PureData consists of three components: PureData System for Transactions, PureData System for Analytics, and PureData System for Operational Analytics. With the explosion of data in recent years (IBM agreed with Oracle’s assessment that 90% of the world’s data has been created over the last two years), IBM recognizes that one system cannot do it all.

IBM’s focus with these products is the simplicity and speed with which companies can implement these systems, as well as using their “built-in expertise” garnered from collecting and analyzing the ridiculous amount of data points they have. According to IBM’s website regarding their operational analytics database, “built-in operational analytics expertise, based on IBM’s years of experience and best practices from thousands of client engagements, is embedded into the system to provide a complete solution that can deliver value out-of-the-box.”

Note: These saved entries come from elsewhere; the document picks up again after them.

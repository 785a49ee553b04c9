//! Configuration loading and parsing.
//!
//! Parses `oxkeys.toml` (or an override path provided by the binary):
//!
//! * `[input] max_count`: ceiling for typed counts (saturating).
//! * `[feedback] bell`: whether the CLI rings the terminal bell on errors.
//! * `[log] filter / file`: tracing filter used when `RUST_LOG` is unset, and
//!   the log file name.
//! * `[[keymap]]`: user mappings appended after the baseline table.
//!
//! Missing or unparsable files fall back to defaults so the interpreter always
//! starts. Unknown fields are ignored (TOML deserialization tolerance).

use anyhow::{Context, Result, anyhow};
use core_keymap::{
    ArgumentKind, CommandFlags, CommandKind, CommandSpec, MappingMode, MappingSpec,
    baseline_specs, parse_keys,
};
use serde::Deserialize;
use std::{fs, path::PathBuf};
use tracing::{info, warn};

pub const CONFIG_FILE_NAME: &str = "oxkeys.toml";

#[derive(Debug, Deserialize, Clone)]
pub struct InputConfig {
    #[serde(default = "InputConfig::default_max_count")]
    pub max_count: u32,
}

impl Default for InputConfig {
    fn default() -> Self {
        Self {
            max_count: Self::default_max_count(),
        }
    }
}

impl InputConfig {
    const fn default_max_count() -> u32 {
        999_999
    }
}

#[derive(Debug, Deserialize, Clone)]
pub struct FeedbackConfig {
    #[serde(default = "FeedbackConfig::default_bell")]
    pub bell: bool,
}

impl Default for FeedbackConfig {
    fn default() -> Self {
        Self {
            bell: Self::default_bell(),
        }
    }
}

impl FeedbackConfig {
    const fn default_bell() -> bool {
        true
    }
}

#[derive(Debug, Deserialize, Clone)]
pub struct LogConfig {
    #[serde(default = "LogConfig::default_filter")]
    pub filter: String,
    #[serde(default = "LogConfig::default_file")]
    pub file: String,
}

impl Default for LogConfig {
    fn default() -> Self {
        Self {
            filter: Self::default_filter(),
            file: Self::default_file(),
        }
    }
}

impl LogConfig {
    fn default_filter() -> String {
        "info".to_string()
    }
    fn default_file() -> String {
        "oxkeys.log".to_string()
    }
}

/// One `[[keymap]]` table.
#[derive(Debug, Deserialize, Clone)]
pub struct KeymapEntry {
    #[serde(default)]
    pub mode: MappingMode,
    pub keys: String,
    /// Omitted actions are kept: the interpreter reports them when reached.
    #[serde(default)]
    pub action: Option<String>,
    pub kind: CommandKind,
    #[serde(default)]
    pub flags: Vec<String>,
    #[serde(default)]
    pub argument: Option<ArgumentKind>,
}

impl KeymapEntry {
    fn to_spec(&self) -> Result<MappingSpec> {
        let sequence =
            parse_keys(&self.keys).with_context(|| format!("invalid keys `{}`", self.keys))?;
        let mut flags = CommandFlags::empty();
        for name in &self.flags {
            let flag = CommandFlags::from_name(&name.to_ascii_uppercase())
                .ok_or_else(|| anyhow!("unknown flag `{name}`"))?;
            flags |= flag;
        }
        let command = match &self.action {
            Some(action) => CommandSpec::new(action.as_str(), self.kind, flags),
            None => CommandSpec::unbound(self.kind, flags),
        };
        Ok(match self.argument {
            Some(kind) => MappingSpec::with_argument(self.mode, sequence, command, kind),
            None => MappingSpec::command(self.mode, sequence, command),
        })
    }
}

#[derive(Debug, Deserialize, Default, Clone)]
pub struct ConfigFile {
    #[serde(default)]
    pub input: InputConfig,
    #[serde(default)]
    pub feedback: FeedbackConfig,
    #[serde(default)]
    pub log: LogConfig,
    #[serde(default)]
    pub keymap: Vec<KeymapEntry>,
}

#[derive(Debug, Clone, Default)]
pub struct Config {
    pub raw: Option<String>, // original file string (optional)
    pub file: ConfigFile,    // parsed (or default) data
}

/// Best-effort config path following platform conventions (XDG / AppData Roaming).
pub fn discover() -> PathBuf {
    let local = PathBuf::from(CONFIG_FILE_NAME);
    if local.exists() {
        return local;
    }
    if let Some(dir) = dirs::config_dir() {
        return dir.join("oxkeys").join(CONFIG_FILE_NAME);
    }
    PathBuf::from(CONFIG_FILE_NAME)
}

pub fn load_from(path: Option<PathBuf>) -> Result<Config> {
    let path = path.unwrap_or_else(discover);
    let Ok(content) = fs::read_to_string(&path) else {
        info!(target: "config", path = %path.display(), "config_missing_using_defaults");
        return Ok(Config::default());
    };
    match toml::from_str::<ConfigFile>(&content) {
        Ok(file) => {
            info!(
                target: "config",
                path = %path.display(),
                keymaps = file.keymap.len(),
                "config_loaded"
            );
            Ok(Config {
                raw: Some(content),
                file,
            })
        }
        Err(e) => {
            // Fall back to defaults rather than refusing to start.
            warn!(target: "config", path = %path.display(), error = %e, "config_parse_failed");
            Ok(Config::default())
        }
    }
}

impl Config {
    pub fn max_count(&self) -> u32 {
        self.file.input.max_count.max(1)
    }

    /// User `[[keymap]]` entries as mapping specs, in file order.
    pub fn mappings(&self) -> Result<Vec<MappingSpec>> {
        self.file
            .keymap
            .iter()
            .enumerate()
            .map(|(idx, entry)| {
                entry
                    .to_spec()
                    .with_context(|| format!("keymap entry #{} (`{}`)", idx + 1, entry.keys))
            })
            .collect()
    }

    /// Baseline table followed by user mappings, so user entries win.
    pub fn trie_specs(&self) -> Result<Vec<MappingSpec>> {
        let mut specs = baseline_specs();
        specs.extend(self.mappings()?);
        Ok(specs)
    }
}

Of course, scalability is also paramount. All three systems claim to scale to at least a petabyte, with the most impressive being the transactional system. Per the website, “the system supports up to 30X scaling of cores and memory per database,” while also being able to consolidate up to 100 databases within the IBM platform. Further, the transactional database is available in three (small, medium, and large) iterations. According to IBM, however, if a company can upgrade from small to medium or large without any system downtime, providing in-system scalability.

Along with scalability, IBM stresses speed and simplicity with their analytics platforms. Their “built-in experience” comes in with regard to simplicity. So too does the limited amount of time it takes to receive the system and get it running some data. The transactional system is able to “deploy databases in minutes, not hours.”

The analytics platform, which runs on Netezza technology, reportedly offers responses “10-100 times faster than traditional custom systems. The system also, according to IBM, has built-in geospatial analytics, helping companies determine transactional locations. With regard to speed, the operational analytics platform is able to “handle 1000+ concurrent operational queries.”

These systems of course have several applications, especially in the healthcare industry (arguably one of the biggest sources of data growth and inefficiency) and fraud detection. “In the 200 or 300 milliseconds you have while the payment is going through,” said Arvind Krishna, GM of IBM’s Information Management, “you can do a quick fraud assessment.”